Combining artificial intelligence, supervised chatbots and human touch to help community managers and contact center teams meet the challenge of the exploding number of consumer requests on social media and instant messaging (Facebook, Messenger, Twitter, Instagram, WeChat etc), working with both FMCG giants like Carrefour and luxury titans like Dior, Alcméon monitors and compares conversion rates, engagement and most importantly, the cost of customer acquisition.
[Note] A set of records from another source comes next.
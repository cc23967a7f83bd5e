use crate::error::EngineError;
use crate::kvstore::OperatorKvStore;
use crate::pipeline::{OutputSupplier, PipelineReplicaId, UpstreamContext};
use crate::tuplequeue::{DrainerPool, OperatorQueue};
use sluice_api::{
    InitContext, InvocationContext, InvocationReason, OperatorDef, SchedulingStrategy,
    SchedulingStrategySlot, TupleBatch,
};
use tracing::{debug, info, warn};

/// Lifecycle of one operator replica.
#[derive(Copy, Clone, Debug, PartialEq, Eq)]
pub enum OperatorReplicaStatus {
    Initial,
    Running,
    /// Upstream closed (or completion was forced); the operator is invoked
    /// with the greedy drainer until its queue is empty, then flushed once
    /// more and completed.
    Completing,
    Completed,
    ShutDown,
}

/// One operator instance bound to a queue, a key-value store, a drainer
/// pool and an output supplier, invoked by its pipeline replica's thread.
pub struct OperatorReplica {
    replica_id: PipelineReplicaId,
    def: OperatorDef,
    operator: Box<dyn sluice_api::Operator>,
    queue: OperatorQueue,
    kv_store: OperatorKvStore,
    drainer_pool: DrainerPool,
    output_supplier: OutputSupplier,
    status: OperatorReplicaStatus,
    strategy: SchedulingStrategy,
    upstream: UpstreamContext,
}

impl OperatorReplica {
    pub fn new(
        replica_id: PipelineReplicaId,
        def: OperatorDef,
        queue: OperatorQueue,
        kv_store: OperatorKvStore,
        drainer_pool: DrainerPool,
        output_supplier: OutputSupplier,
    ) -> Self {
        let operator = def.create_operator();
        let input_port_count = def.input_port_count();
        Self {
            replica_id,
            def,
            operator,
            queue,
            kv_store,
            drainer_pool,
            output_supplier,
            status: OperatorReplicaStatus::Initial,
            strategy: SchedulingStrategy::Never,
            upstream: UpstreamContext::open(input_port_count),
        }
    }

    pub fn operator_def(&self) -> &OperatorDef {
        &self.def
    }

    pub fn operator_id(&self) -> &str {
        self.def.id()
    }

    pub fn status(&self) -> OperatorReplicaStatus {
        self.status
    }

    pub fn strategy(&self) -> &SchedulingStrategy {
        &self.strategy
    }

    pub fn queue(&self) -> &OperatorQueue {
        &self.queue
    }

    pub fn queue_mut(&mut self) -> &mut OperatorQueue {
        &mut self.queue
    }

    pub fn kv_store_mut(&mut self) -> &mut OperatorKvStore {
        &mut self.kv_store
    }

    pub fn drainer_pool_mut(&mut self) -> &mut DrainerPool {
        &mut self.drainer_pool
    }

    pub fn upstream_version(&self) -> u64 {
        self.upstream.version()
    }

    pub fn is_invokable(&self) -> bool {
        matches!(
            self.status,
            OperatorReplicaStatus::Running | OperatorReplicaStatus::Completing
        )
    }

    /// Initializes the operator and installs its declared strategy.
    pub fn init(&mut self, upstream: UpstreamContext) -> Result<SchedulingStrategy, EngineError> {
        assert_eq!(
            self.status,
            OperatorReplicaStatus::Initial,
            "operator {} initialized twice",
            self.def.id()
        );
        self.upstream = upstream;
        let partition_fields = self.def.partition_field_names().to_vec();
        let port_states = self.upstream.port_states().to_vec();
        let ctx = InitContext::new(
            self.def.id(),
            self.def.input_port_count(),
            self.def.output_port_count(),
            &partition_fields,
            &port_states,
        );
        let strategy = self
            .operator
            .init(&ctx)
            .map_err(|cause| EngineError::OperatorFailed {
                operator_id: self.def.id().to_string(),
                cause,
            })?;
        info!(
            operator_id = %self.def.id(),
            replica = %self.replica_id,
            ?strategy,
            "operator initialized"
        );
        self.status = OperatorReplicaStatus::Running;
        self.apply_strategy(strategy.clone());
        Ok(strategy)
    }

    fn apply_strategy(&mut self, strategy: SchedulingStrategy) {
        match &strategy {
            SchedulingStrategy::Never => {
                if self.status == OperatorReplicaStatus::Running {
                    debug!(operator_id = %self.def.id(), "operator declared it is done");
                    self.status = OperatorReplicaStatus::Completed;
                }
            }
            SchedulingStrategy::WhenTuplesAvailable {
                counts, by_port, ..
            } => {
                self.queue.set_tuple_counts(counts, *by_port);
            }
            SchedulingStrategy::WhenAvailable => {}
        }
        self.strategy = strategy;
    }

    /// Installs a fresher upstream context for the head operator of a
    /// pipeline. Closing the last open port moves a running operator to
    /// `Completing`.
    pub fn refresh_upstream(&mut self, upstream: &UpstreamContext) {
        if upstream.version() <= self.upstream.version() {
            return;
        }
        self.upstream = upstream.clone();
        if self.status == OperatorReplicaStatus::Running && self.upstream.all_closed() {
            info!(operator_id = %self.def.id(), "all upstream ports closed, completing");
            self.status = OperatorReplicaStatus::Completing;
        }
    }

    /// Closes every upstream port. Used when the predecessor operator in
    /// the pipeline completes.
    pub fn close_upstream(&mut self) {
        let closed = self.upstream.with_all_closed();
        self.refresh_upstream(&closed);
    }

    /// Forces the operator towards completion regardless of upstream
    /// connectivity. Used by the stop path, where source operators have no
    /// ports that could close.
    pub fn begin_completion(&mut self) {
        if self.status == OperatorReplicaStatus::Running {
            self.upstream = self.upstream.with_all_closed();
            self.status = OperatorReplicaStatus::Completing;
        }
    }

    /// Drains input per the current strategy and invokes the operator once.
    /// Returns the produced output, if any.
    ///
    /// `input` is the predecessor operator's output; it is buffered into
    /// this operator's queue before draining, so scheduling thresholds apply
    /// uniformly whether data arrives from another pipeline or from the same
    /// chain.
    pub fn invoke(
        &mut self,
        input: Option<TupleBatch>,
    ) -> Result<Option<TupleBatch>, EngineError> {
        if let Some(mut input) = input {
            for port in 0..input.port_count().min(self.def.input_port_count()) {
                let tuples = input.take(port);
                if !tuples.is_empty() {
                    self.queue.force_offer(port, tuples);
                }
            }
        }

        if !self.is_invokable() {
            return Ok(None);
        }

        let mut completing_flush = false;
        let (key, batch, reason) = match self.status {
            OperatorReplicaStatus::Running => {
                let drainer = self.drainer_pool.acquire(&self.strategy);
                self.queue.drain(drainer);
                match drainer.take_result() {
                    Some((key, batch)) => (key, batch, InvocationReason::Success),
                    None => match self.strategy {
                        // Operators scheduled on availability run with
                        // whatever is buffered, including nothing.
                        SchedulingStrategy::WhenAvailable => (
                            None,
                            TupleBatch::new(self.def.input_port_count()),
                            InvocationReason::Success,
                        ),
                        _ => return Ok(None),
                    },
                }
            }
            OperatorReplicaStatus::Completing => {
                let drainer = self.drainer_pool.greedy();
                self.queue.drain(drainer);
                match drainer.take_result() {
                    Some((key, batch)) => (key, batch, InvocationReason::InputPortClosed),
                    None => {
                        // Queue is empty: one final flush invocation, then
                        // the operator is done.
                        completing_flush = true;
                        let reason = if self.def.input_port_count() > 0 {
                            InvocationReason::InputPortClosed
                        } else {
                            InvocationReason::Shutdown
                        };
                        (
                            None,
                            TupleBatch::new(self.def.input_port_count()),
                            reason,
                        )
                    }
                }
            }
            _ => unreachable!("invoke on non-invokable operator"),
        };

        let mut output = self.output_supplier.supply();
        let mut slot = SchedulingStrategySlot::new();
        let port_states = self.upstream.port_states().to_vec();
        let key_values = key.as_ref().map(|key| key.values().to_vec());
        let kv_store = self.kv_store.store(key.as_ref());
        let mut ctx = InvocationContext::new(
            reason,
            &batch,
            &mut output,
            kv_store,
            key_values.as_deref(),
            &port_states,
            &mut slot,
        );
        if let Err(cause) = self.operator.invoke(&mut ctx) {
            warn!(operator_id = %self.def.id(), %cause, "operator invocation failed");
            return Err(EngineError::OperatorFailed {
                operator_id: self.def.id().to_string(),
                cause,
            });
        }

        if let Some(next) = slot.take() {
            self.apply_strategy(next);
        }
        if completing_flush && self.status == OperatorReplicaStatus::Completing {
            self.status = OperatorReplicaStatus::Completed;
            info!(operator_id = %self.def.id(), replica = %self.replica_id, "operator completed");
        }

        if output.is_empty() {
            self.output_supplier.recycle(output);
            Ok(None)
        } else {
            Ok(Some(output))
        }
    }

    /// Releases the operator's resources. Failures are returned for the
    /// caller's collect-and-log loop; the replica is marked shut down
    /// either way.
    pub fn shutdown(&mut self) -> Result<(), EngineError> {
        if self.status == OperatorReplicaStatus::ShutDown {
            return Ok(());
        }
        self.status = OperatorReplicaStatus::ShutDown;
        self.kv_store.release();
        self.queue.clear();
        self.operator
            .shutdown()
            .map_err(|cause| EngineError::OperatorFailed {
                operator_id: self.def.id().to_string(),
                cause,
            })
    }
}

impl std::fmt::Debug for OperatorReplica {
    fn fmt(&self, f: &mut std::fmt::Formatter<'_>) -> std::fmt::Result {
        f.debug_struct("OperatorReplica")
            .field("replica_id", &self.replica_id)
            .field("operator_id", &self.def.id())
            .field("status", &self.status)
            .field("strategy", &self.strategy)
            .finish_non_exhaustive()
    }
}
Executed correctly, reducing the costs of customer acquisition and retention manages at least a third of eCommerce’s greatest expenditures and hence, has a direct link to eventual profitability.
Patriarch Arnault, like the young scions (four out of five children) he has appointed to head brands like Rimowa, is keenly aware that the next blue ocean is Generation Z. According to Forbes, Frédéric Arnault pitched the idea to enhance the brand’s smartwatch for golfers to his father through an acquisition of French startup, FunGolf, that had built an app with detailed terrain data on 39,000 courses. Another trailblazer, Alexandre Arnault spearheaded the family investment vehicle, Groupe Arnault, making bets on Generation Z disrupters like Spotify, Slack, Airbnb, Uber and Lyft; and was also instrumental in product collaborations with Supreme. Delphine Arnault leads the LVMH Young Fashion Designer Prize. Seven years in, their flagship Louis Vuitton brand has already hired their 2015 finalist, Virgil Abloh.
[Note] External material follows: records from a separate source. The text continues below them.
use anyhow::Result;
use sluice_api::{
    InitContext, InvocationContext, Operator, SchedulingStrategy, Tuple, DEFAULT_PORT_INDEX,
};
use std::sync::Arc;

/// Callback run for every consumed tuple.
pub type ForEachFn = Arc<dyn Fn(&Tuple) + Send + Sync>;

/// Terminal consumer: runs a callback per tuple and emits nothing.
pub struct ForEachOperator {
    consumer: ForEachFn,
}

impl ForEachOperator {
    pub fn new(consumer: ForEachFn) -> Self {
        Self { consumer }
    }
}

impl Operator for ForEachOperator {
    fn init(&mut self, _ctx: &InitContext) -> Result<SchedulingStrategy> {
        Ok(SchedulingStrategy::at_least(1))
    }

    fn invoke(&mut self, ctx: &mut InvocationContext) -> Result<()> {
        for tuple in ctx.input().tuples(DEFAULT_PORT_INDEX) {
            (self.consumer)(tuple);
        }
        Ok(())
    }
}

#[cfg(test)]
mod test {
    use super::*;
    use sluice_api::{InvocationReason, PortState, SchedulingStrategySlot, TupleBatch};
    use std::sync::atomic::{AtomicUsize, Ordering};

    #[test]
    fn consumes_every_tuple() {
        let seen = Arc::new(AtomicUsize::new(0));
        let counter = Arc::clone(&seen);
        let mut operator = ForEachOperator::new(Arc::new(move |_| {
            counter.fetch_add(1, Ordering::Relaxed);
        }));
        let mut input = TupleBatch::new(1);
        input.add(0, Tuple::of("n", 1i64));
        input.add(0, Tuple::of("n", 2i64));
        let mut output = TupleBatch::new(0);
        let mut slot = SchedulingStrategySlot::new();
        let states = [PortState::Open];
        let mut ctx = InvocationContext::new(
            InvocationReason::Success,
            &input,
            &mut output,
            None,
            None,
            &states,
            &mut slot,
        );
        operator.invoke(&mut ctx).unwrap();
        assert_eq!(seen.load(Ordering::Relaxed), 2);
    }
}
As digital trends like online fashion shows continue as social-distancing measures and cost-cutting initiatives take the fore in these uncertain times, pandemic or not, Arnault’s next generation is are keenly aware of not just the generational trends but understand that they will have to contend with not just a largely perception dependent industry but also an increasingly data-dependent eCommerce environment currently dominated by Bezos’ Amazon, JD.com (recently merged with Farfetch China’s TopLife luxury platform) and tmall.com (an Alibaba and YNAP collaboration) – all leading with years of analytics and logistics experience. A TAG Heuer Golf Connected smartwatch gives LVMH a head start on what premium consumer retailer Apple already possess – a superior customer retention strategy: en eco-system of products which locks in a new consumer with an iPhone or Apple Watch and then, with a combination of practicality utility and impeccable aesthetics, the end-user is so thoroughly convinced of the brand’s value that they stay with it come hell or viral pandemic.